(Data excerpts)
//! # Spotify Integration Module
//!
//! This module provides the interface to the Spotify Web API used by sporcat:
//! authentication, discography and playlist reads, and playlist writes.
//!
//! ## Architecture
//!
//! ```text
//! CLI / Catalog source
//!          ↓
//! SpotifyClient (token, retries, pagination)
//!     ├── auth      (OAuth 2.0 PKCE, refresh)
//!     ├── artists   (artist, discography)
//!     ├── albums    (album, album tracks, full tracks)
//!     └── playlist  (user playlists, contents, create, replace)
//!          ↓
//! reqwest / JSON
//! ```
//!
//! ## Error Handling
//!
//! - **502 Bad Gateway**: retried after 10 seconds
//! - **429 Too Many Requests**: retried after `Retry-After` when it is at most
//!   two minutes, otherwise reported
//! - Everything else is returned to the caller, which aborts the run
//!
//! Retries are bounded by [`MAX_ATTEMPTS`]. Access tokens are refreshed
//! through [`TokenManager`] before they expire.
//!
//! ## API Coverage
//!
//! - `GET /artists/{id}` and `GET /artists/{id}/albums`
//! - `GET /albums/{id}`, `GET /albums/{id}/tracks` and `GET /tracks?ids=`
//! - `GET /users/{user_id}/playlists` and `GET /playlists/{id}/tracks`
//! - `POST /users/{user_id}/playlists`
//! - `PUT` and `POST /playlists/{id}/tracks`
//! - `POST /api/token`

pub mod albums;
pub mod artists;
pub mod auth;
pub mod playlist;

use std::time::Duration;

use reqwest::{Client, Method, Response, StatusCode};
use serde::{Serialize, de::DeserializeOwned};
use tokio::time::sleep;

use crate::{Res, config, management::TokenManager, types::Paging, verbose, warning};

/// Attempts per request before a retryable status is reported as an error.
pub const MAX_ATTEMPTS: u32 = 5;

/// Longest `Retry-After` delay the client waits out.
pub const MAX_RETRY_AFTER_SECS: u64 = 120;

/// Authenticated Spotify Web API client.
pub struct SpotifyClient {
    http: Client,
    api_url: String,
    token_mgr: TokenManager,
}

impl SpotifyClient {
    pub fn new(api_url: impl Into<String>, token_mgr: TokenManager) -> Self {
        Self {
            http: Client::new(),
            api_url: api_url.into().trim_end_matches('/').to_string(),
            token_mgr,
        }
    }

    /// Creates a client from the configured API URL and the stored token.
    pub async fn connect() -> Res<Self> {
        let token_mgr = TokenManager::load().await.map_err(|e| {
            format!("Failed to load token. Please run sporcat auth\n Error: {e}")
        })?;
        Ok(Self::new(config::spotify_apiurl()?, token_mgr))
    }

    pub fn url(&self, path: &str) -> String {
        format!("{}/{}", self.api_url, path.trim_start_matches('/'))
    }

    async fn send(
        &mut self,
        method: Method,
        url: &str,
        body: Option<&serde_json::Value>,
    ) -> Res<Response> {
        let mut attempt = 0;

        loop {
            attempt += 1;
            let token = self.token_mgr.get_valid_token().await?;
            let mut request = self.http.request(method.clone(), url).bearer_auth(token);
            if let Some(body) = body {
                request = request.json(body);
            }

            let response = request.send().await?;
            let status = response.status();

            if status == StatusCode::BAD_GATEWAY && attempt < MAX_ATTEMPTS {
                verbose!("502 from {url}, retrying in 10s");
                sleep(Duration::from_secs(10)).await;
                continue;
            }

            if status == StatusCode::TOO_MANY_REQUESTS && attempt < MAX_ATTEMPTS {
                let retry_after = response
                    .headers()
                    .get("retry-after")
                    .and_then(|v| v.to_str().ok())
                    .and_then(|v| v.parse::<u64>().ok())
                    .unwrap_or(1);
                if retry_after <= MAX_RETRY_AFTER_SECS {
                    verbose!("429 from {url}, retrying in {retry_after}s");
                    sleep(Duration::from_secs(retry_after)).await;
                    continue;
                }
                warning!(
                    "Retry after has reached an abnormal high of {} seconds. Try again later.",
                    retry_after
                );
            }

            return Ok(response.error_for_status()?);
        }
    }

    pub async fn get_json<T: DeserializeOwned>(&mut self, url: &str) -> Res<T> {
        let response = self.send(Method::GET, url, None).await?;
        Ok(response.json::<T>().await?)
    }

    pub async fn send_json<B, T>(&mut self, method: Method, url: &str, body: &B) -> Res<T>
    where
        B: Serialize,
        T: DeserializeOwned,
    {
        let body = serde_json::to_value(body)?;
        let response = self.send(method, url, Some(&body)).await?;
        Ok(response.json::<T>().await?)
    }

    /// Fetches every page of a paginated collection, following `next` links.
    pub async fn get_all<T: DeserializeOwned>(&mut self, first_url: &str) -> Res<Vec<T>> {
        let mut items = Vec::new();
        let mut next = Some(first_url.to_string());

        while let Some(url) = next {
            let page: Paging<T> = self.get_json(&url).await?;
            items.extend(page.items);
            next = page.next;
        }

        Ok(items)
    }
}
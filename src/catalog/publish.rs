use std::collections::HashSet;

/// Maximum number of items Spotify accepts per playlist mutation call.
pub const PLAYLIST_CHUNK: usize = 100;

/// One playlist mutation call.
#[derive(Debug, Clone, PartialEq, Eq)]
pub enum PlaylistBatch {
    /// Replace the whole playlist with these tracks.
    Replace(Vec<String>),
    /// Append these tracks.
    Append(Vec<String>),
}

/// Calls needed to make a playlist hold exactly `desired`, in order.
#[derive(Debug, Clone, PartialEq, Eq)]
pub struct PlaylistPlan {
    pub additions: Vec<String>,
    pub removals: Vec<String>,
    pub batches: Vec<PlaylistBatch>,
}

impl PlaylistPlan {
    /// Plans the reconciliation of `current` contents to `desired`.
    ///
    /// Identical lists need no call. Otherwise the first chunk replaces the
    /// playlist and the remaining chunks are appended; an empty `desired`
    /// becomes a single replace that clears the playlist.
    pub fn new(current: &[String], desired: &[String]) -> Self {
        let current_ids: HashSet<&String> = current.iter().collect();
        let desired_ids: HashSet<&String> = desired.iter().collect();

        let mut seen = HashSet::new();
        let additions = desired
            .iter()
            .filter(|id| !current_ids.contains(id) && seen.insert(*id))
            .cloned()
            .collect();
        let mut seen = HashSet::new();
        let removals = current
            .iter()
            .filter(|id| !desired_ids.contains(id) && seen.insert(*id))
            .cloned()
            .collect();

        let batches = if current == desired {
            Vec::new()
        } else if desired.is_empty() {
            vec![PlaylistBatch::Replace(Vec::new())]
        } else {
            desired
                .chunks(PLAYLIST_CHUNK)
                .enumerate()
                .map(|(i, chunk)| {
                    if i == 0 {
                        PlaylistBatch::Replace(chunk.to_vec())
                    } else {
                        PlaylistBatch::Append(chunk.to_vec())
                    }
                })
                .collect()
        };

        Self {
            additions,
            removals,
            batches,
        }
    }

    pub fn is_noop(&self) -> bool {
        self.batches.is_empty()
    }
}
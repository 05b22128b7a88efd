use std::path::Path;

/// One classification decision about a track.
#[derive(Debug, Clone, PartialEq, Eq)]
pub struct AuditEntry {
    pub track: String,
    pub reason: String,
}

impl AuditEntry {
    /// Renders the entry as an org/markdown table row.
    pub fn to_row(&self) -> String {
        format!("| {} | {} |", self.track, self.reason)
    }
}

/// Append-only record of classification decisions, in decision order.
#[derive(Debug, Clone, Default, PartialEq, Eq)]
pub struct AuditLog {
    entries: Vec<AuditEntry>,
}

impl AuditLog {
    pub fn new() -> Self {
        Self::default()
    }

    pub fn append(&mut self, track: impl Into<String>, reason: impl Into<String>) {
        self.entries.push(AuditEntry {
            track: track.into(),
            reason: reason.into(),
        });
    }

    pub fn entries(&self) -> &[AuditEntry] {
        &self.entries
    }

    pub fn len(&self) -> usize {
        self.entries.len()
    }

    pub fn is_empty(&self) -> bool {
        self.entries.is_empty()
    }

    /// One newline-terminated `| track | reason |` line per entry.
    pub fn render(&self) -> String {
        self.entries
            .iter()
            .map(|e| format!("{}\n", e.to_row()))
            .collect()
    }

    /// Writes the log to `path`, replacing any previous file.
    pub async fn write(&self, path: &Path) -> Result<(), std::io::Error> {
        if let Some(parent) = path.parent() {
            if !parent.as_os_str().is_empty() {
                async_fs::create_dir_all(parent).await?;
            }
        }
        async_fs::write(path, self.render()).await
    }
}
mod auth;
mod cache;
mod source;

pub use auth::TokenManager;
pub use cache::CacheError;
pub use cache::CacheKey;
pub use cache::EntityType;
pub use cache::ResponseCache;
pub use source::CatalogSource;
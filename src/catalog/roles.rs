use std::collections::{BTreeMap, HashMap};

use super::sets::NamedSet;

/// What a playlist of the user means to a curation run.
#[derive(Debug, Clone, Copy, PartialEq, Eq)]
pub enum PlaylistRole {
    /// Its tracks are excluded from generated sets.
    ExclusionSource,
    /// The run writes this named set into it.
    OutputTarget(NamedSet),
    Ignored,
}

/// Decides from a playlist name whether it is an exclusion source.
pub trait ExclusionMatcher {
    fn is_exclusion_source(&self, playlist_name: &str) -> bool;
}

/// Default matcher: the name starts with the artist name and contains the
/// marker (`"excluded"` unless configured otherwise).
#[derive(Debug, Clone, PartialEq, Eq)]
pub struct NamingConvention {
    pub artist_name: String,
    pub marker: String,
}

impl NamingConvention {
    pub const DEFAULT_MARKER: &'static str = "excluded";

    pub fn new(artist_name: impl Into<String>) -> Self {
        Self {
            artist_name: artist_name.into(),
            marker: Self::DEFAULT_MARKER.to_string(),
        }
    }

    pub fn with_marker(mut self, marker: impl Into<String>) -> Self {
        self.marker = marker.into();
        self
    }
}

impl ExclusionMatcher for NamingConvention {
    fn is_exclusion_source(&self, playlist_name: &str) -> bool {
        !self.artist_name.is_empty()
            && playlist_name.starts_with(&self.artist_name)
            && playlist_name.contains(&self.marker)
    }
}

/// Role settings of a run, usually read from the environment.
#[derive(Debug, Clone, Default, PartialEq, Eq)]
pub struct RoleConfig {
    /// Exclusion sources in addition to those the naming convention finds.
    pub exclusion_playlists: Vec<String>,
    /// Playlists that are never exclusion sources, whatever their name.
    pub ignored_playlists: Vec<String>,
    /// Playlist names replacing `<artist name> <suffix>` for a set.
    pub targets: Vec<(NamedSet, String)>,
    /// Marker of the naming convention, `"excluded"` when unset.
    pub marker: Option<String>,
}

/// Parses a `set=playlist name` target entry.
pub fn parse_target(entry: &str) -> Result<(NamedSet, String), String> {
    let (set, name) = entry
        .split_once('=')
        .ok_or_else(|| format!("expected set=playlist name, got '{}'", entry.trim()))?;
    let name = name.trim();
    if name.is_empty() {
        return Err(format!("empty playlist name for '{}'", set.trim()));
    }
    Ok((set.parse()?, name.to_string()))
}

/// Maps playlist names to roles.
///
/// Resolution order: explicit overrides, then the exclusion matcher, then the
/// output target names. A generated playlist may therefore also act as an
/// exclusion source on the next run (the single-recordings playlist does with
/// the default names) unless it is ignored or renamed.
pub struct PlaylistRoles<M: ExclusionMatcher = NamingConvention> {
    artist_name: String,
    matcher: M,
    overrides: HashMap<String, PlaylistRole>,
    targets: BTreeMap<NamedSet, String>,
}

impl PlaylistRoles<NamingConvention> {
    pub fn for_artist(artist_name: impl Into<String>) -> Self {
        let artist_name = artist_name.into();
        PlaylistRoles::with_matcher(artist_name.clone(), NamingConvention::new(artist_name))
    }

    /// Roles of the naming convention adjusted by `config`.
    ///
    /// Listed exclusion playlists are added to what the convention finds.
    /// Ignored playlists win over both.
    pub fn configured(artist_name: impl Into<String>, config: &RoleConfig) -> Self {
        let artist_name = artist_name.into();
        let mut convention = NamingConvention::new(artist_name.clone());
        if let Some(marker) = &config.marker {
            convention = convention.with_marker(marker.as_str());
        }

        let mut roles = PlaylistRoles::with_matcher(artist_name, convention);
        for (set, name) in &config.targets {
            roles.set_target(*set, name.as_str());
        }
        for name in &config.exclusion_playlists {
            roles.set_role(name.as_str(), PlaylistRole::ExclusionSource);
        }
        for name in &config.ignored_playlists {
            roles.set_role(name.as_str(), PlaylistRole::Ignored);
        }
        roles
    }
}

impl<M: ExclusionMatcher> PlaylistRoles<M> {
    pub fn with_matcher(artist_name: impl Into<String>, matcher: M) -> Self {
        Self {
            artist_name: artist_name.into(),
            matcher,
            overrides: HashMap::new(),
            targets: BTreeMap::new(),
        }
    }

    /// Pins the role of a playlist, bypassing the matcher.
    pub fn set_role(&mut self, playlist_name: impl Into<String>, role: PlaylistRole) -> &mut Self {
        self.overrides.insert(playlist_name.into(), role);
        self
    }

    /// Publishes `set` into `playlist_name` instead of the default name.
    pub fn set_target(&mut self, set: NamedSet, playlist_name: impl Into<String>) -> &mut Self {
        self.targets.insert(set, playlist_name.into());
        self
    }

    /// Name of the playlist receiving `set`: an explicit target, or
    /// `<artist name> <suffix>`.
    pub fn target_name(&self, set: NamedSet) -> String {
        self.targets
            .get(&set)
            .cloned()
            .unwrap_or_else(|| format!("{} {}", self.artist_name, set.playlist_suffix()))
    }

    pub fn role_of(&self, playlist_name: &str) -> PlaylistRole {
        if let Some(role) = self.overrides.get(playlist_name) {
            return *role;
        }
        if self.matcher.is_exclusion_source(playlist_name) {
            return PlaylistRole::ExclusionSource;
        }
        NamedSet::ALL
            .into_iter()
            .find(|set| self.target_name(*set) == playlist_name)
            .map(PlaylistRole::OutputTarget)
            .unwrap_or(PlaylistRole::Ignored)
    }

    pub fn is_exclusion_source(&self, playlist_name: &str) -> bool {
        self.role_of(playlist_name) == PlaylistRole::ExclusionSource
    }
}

■ **GOAL OF THE EXERCISE**: Reproduce exactly the entries above, limited to the lines from the one with "if let Some(body)" through the one with "let status = response.status();", both included.

■ **WRITTEN ANSWER**:
            if let Some(body) = body {
                request = request.json(body);
            }

            let response = request.send().await?;
            let status = response.status();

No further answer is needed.